• [The problem]
Among the entries below, only the lines starting at the one with "filename ladle-core/src/export.rs" and ending at the one with "the platform offers.", both included, are to be printed exactly.

• [Provided entries]
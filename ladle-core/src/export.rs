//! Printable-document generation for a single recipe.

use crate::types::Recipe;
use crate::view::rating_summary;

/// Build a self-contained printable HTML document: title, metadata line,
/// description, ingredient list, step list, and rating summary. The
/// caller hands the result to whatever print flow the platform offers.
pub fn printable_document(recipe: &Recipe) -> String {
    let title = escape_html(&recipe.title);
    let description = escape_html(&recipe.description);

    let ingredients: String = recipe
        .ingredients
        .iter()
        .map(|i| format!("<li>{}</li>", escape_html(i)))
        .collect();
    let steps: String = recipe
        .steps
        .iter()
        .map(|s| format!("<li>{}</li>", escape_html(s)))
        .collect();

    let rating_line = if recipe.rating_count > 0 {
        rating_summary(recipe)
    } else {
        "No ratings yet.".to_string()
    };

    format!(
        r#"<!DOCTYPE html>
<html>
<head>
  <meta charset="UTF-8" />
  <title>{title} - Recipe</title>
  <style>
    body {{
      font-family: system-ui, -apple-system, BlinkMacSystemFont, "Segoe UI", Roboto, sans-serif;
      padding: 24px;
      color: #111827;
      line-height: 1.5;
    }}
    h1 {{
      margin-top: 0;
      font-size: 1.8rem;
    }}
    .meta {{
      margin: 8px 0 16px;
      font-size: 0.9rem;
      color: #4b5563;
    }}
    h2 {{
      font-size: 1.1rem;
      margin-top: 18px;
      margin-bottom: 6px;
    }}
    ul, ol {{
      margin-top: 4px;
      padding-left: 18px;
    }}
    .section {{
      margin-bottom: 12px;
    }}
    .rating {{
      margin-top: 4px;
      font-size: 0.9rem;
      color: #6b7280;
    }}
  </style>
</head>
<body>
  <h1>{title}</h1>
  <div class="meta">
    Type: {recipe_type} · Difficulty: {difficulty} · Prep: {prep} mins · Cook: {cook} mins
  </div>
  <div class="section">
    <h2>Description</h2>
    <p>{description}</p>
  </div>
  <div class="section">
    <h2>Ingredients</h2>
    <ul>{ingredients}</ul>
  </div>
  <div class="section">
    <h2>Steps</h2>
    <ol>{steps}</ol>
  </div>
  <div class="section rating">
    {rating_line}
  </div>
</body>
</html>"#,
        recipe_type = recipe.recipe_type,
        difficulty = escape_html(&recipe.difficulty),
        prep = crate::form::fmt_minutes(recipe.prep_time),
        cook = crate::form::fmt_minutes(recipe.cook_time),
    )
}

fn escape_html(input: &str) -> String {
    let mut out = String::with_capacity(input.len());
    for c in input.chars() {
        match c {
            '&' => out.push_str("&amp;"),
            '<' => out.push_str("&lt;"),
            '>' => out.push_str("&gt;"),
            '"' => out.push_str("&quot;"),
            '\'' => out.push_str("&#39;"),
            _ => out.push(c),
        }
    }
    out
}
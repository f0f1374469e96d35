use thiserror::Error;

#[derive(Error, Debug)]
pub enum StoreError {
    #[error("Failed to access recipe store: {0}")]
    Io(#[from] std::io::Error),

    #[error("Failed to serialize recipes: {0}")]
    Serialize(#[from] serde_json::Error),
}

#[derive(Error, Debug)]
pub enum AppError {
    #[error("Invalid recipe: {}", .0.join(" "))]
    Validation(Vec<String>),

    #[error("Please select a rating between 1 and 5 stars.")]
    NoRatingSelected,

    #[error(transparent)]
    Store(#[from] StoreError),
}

--

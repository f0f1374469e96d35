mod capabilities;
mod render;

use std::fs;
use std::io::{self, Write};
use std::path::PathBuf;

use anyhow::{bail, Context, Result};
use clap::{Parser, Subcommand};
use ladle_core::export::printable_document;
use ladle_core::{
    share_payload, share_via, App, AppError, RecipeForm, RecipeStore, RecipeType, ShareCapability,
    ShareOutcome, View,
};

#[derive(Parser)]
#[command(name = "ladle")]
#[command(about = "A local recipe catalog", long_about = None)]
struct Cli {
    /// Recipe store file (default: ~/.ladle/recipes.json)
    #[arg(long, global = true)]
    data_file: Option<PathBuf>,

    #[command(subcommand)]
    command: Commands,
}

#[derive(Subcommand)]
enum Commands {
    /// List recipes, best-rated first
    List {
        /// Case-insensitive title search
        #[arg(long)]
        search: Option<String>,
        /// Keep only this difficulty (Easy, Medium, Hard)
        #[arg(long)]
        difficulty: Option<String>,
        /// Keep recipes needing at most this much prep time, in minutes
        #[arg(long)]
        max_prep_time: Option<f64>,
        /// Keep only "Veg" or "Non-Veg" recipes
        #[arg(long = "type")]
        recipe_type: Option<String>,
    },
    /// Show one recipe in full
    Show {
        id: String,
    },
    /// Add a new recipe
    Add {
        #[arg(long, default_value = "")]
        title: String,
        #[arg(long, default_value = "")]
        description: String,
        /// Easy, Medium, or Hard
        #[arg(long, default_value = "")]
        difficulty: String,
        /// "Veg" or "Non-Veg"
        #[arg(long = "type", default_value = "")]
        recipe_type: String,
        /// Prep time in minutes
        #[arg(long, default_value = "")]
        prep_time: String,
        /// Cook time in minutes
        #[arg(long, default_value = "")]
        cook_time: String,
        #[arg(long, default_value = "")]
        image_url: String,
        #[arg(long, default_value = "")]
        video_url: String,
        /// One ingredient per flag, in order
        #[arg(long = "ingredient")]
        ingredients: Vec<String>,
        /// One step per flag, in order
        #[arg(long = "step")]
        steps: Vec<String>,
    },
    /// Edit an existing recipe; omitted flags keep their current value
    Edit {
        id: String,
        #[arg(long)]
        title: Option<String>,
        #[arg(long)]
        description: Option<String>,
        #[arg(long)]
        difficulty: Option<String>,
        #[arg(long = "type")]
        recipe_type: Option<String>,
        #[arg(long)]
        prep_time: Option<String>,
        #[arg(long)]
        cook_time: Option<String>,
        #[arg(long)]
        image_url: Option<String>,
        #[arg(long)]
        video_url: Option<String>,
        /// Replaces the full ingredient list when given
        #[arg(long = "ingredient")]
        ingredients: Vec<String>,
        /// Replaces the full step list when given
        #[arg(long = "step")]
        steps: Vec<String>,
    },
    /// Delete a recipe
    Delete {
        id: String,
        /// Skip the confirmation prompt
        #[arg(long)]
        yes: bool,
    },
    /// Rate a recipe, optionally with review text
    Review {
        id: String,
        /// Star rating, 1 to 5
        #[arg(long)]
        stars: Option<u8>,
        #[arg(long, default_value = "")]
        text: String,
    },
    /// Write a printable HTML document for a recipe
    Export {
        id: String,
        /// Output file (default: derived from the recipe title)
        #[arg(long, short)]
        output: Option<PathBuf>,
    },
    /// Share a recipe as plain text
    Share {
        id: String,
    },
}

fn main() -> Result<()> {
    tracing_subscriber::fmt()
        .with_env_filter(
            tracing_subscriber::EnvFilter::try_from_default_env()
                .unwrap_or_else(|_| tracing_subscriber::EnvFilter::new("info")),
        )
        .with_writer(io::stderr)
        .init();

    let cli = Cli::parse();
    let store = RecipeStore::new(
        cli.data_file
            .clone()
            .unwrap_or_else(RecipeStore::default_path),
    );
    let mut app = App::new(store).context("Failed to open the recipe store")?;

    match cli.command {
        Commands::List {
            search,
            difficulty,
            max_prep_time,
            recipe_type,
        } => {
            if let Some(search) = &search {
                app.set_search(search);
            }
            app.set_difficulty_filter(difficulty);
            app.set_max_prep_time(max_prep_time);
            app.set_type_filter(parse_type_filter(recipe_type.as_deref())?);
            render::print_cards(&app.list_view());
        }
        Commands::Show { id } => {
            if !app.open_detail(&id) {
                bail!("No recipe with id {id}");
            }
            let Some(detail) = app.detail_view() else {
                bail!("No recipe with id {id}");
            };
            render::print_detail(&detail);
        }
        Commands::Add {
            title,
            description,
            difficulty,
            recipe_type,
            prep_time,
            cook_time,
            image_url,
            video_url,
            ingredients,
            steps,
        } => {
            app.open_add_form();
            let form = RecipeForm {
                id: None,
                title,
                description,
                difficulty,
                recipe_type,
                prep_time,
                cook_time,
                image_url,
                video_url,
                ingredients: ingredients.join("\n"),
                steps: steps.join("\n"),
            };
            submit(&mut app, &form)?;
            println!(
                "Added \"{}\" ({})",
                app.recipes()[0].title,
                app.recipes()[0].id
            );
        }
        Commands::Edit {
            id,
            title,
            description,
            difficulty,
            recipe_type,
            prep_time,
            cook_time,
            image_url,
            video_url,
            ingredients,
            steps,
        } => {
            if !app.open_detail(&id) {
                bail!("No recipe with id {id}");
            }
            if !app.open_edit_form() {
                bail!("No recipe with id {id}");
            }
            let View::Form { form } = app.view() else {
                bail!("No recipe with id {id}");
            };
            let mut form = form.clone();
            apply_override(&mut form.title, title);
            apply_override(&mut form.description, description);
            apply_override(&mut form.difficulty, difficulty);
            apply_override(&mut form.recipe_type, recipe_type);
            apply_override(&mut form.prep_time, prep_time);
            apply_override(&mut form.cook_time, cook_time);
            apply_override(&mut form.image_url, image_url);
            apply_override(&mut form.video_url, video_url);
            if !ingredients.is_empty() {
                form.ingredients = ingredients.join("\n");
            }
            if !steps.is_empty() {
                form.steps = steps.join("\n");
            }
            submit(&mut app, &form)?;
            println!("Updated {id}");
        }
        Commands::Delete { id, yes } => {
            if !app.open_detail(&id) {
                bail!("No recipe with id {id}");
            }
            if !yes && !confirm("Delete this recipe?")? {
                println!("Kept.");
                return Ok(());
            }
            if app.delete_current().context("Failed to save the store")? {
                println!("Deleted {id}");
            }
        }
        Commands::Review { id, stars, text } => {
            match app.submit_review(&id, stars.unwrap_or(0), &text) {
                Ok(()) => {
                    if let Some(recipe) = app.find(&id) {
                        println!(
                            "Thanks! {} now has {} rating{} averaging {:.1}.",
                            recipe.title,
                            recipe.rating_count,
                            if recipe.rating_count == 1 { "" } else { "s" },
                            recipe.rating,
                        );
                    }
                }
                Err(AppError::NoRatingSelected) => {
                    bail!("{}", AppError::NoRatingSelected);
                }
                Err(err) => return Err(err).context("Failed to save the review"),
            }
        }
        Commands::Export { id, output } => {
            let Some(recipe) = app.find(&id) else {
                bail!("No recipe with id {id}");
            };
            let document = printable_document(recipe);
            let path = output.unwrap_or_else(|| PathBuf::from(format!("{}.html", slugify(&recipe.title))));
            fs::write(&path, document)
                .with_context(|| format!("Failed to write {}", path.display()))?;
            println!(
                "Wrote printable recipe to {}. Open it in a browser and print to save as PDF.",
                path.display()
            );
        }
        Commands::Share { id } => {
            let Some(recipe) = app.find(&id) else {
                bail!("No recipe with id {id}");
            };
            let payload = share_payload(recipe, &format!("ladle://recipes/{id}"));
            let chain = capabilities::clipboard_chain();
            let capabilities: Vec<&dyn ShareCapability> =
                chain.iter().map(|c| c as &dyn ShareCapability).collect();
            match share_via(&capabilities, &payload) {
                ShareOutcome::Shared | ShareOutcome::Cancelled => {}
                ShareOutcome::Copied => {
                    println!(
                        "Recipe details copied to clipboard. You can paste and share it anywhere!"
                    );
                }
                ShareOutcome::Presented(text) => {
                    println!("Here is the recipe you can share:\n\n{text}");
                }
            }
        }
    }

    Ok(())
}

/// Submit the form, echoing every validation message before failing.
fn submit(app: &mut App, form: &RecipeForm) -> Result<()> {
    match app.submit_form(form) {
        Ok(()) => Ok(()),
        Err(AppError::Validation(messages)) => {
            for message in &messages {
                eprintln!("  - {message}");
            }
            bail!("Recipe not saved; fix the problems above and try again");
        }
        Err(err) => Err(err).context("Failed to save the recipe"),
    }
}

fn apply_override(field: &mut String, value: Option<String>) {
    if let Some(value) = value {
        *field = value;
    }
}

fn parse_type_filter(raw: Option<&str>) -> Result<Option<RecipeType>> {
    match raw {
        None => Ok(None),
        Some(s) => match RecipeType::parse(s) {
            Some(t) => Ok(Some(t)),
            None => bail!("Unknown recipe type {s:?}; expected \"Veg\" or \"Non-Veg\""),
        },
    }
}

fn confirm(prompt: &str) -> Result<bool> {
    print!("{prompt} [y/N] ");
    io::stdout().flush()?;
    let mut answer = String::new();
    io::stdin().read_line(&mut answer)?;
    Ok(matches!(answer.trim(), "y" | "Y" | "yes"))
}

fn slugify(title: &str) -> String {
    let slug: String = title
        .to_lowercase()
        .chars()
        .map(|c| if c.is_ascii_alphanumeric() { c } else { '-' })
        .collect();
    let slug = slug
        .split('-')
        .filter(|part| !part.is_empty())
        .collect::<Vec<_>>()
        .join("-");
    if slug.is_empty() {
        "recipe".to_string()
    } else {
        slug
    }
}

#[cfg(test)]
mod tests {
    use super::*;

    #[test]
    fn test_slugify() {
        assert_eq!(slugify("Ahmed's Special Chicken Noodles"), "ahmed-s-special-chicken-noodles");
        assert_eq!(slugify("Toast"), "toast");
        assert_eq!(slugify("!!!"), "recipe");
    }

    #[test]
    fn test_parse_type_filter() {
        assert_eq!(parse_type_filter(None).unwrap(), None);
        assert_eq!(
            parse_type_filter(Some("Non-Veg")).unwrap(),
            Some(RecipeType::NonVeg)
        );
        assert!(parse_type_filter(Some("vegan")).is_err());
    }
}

• [Completed exercise]
filename ladle-core/src/export.rs
//! Printable-document generation for a single recipe.

use crate::types::Recipe;
use crate::view::rating_summary;

/// Build a self-contained printable HTML document: title, metadata line,
/// description, ingredient list, step list, and rating summary. The
/// caller hands the result to whatever print flow the platform offers.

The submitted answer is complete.